The Honduran cuisine is quite diverse due to influences from pre-Columbian, Spanish, Creole, and, to some extent, African flavors. These influences are found throughout Central America.
Our Daily Corn
Corn is a fundamental ingredient in typical Honduran dishes, followed by other important ingredients like rice and beans.
dairy products, sausages, flour, eggs, vegetables, fruits, meats, fish, and seafood are also used.
However, many Honduran households do not use these latter products due to very limited economic resources. In these homes, the diet mainly consists of rice, beans, and maize.
Honduran Side Dishes
In northern Honduras, boiled plantains, green plantains, or yuca are common accompaniments to meals.
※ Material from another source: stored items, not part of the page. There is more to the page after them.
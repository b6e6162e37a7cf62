//! Report generation business logic.
//!
//! This module provides amount formatting, one-line transaction summaries and the CSV
//! export of a room's ledger. All functions are framework-agnostic and return plain
//! strings that any front end can display or save.

use crate::{
    core::transaction::{TransactionWithParties, get_transactions_with_parties},
    entities::transaction,
    errors::Result,
};
use sea_orm::DatabaseConnection;

/// Header row of the CSV export.
pub const CSV_HEADER: &str = "Date,Type,Amount,Description,From,To,Status";

/// Formats an unsigned amount as dollars, e.g. `"$12.50"`.
#[must_use]
pub fn format_amount(amount: f64) -> String {
    format!("${amount:.2}")
}

/// Formats a net balance with its sign.
///
/// # Returns
/// Formatted string like "+$50.00" (owed to you) or "-$25.50" (you owe)
#[must_use]
pub fn format_net_balance(amount: f64) -> String {
    if amount >= 0.0 {
        format!("+${amount:.2}")
    } else {
        format!("-${:.2}", amount.abs())
    }
}

/// Generates a summary line for a transaction.
///
/// # Returns
/// Formatted summary string like `"$40.00 | lent | Groceries | pending"`
#[must_use]
pub fn format_transaction_summary(transaction: &transaction::Model) -> String {
    let amount_str = format_amount(transaction.amount);
    let kind = transaction.kind.as_str();
    let desc = &transaction.description;
    let status = transaction.status.as_str();

    format!("{amount_str} | {kind} | {desc} | {status}")
}

/// Quotes a CSV field when it contains a delimiter, quote or line break.
fn csv_field(value: &str) -> String {
    if value.contains([',', '"', '\n', '\r']) {
        format!("\"{}\"", value.replace('"', "\"\""))
    } else {
        value.to_string()
    }
}

/// Renders one CSV row for a transaction.
#[must_use]
pub fn csv_row(entry: &TransactionWithParties) -> String {
    let t = &entry.transaction;
    [
        t.created_at.format("%Y-%m-%d").to_string(),
        t.kind.as_str().to_string(),
        format_amount(t.amount),
        t.description.clone(),
        entry.from_user.email.clone(),
        entry.to_user.email.clone(),
        t.status.as_str().to_string(),
    ]
    .iter()
    .map(|field| csv_field(field))
    .collect::<Vec<_>>()
    .join(",")
}

/// Renders transactions as CSV text, header first, rows in the given order.
#[must_use]
pub fn transactions_to_csv(entries: &[TransactionWithParties]) -> String {
    std::iter::once(CSV_HEADER.to_string())
        .chain(entries.iter().map(csv_row))
        .collect::<Vec<_>>()
        .join("\n")
}

/// Exports every transaction of a room (newest first) as CSV text.
pub async fn export_transactions_csv(db: &DatabaseConnection, room_id: &str) -> Result<String> {
    let entries = get_transactions_with_parties(db, room_id).await?;
    Ok(transactions_to_csv(&entries))
}

/// Suggested file name for an export made today, e.g. `transactions_2024-05-01.csv`.
#[must_use]
pub fn export_file_name() -> String {
    format!(
        "transactions_{}.csv",
        chrono::Utc::now().format("%Y-%m-%d")
    )
}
The Garifunas, descendants of an Afro-Indigenous population from Saint Vincent Island, who were exiled to Honduras in the 18th century, often serve Machuca (a soup made from plantain purée, coconut, milk, and fish) and Casabe (crisp bread made from yuca) alongside their meals.
Enchiladas are found throughout Honduras, typically sold and eaten at midday and sometimes in the evening.
But, Honduran enchiladas are different from the popular Mexican enchiladas. They have layers of different flavors and textures, making them a delicious snack or main course.
The base, which contains all the delicious meats and vegetables, is a fried corn tortilla.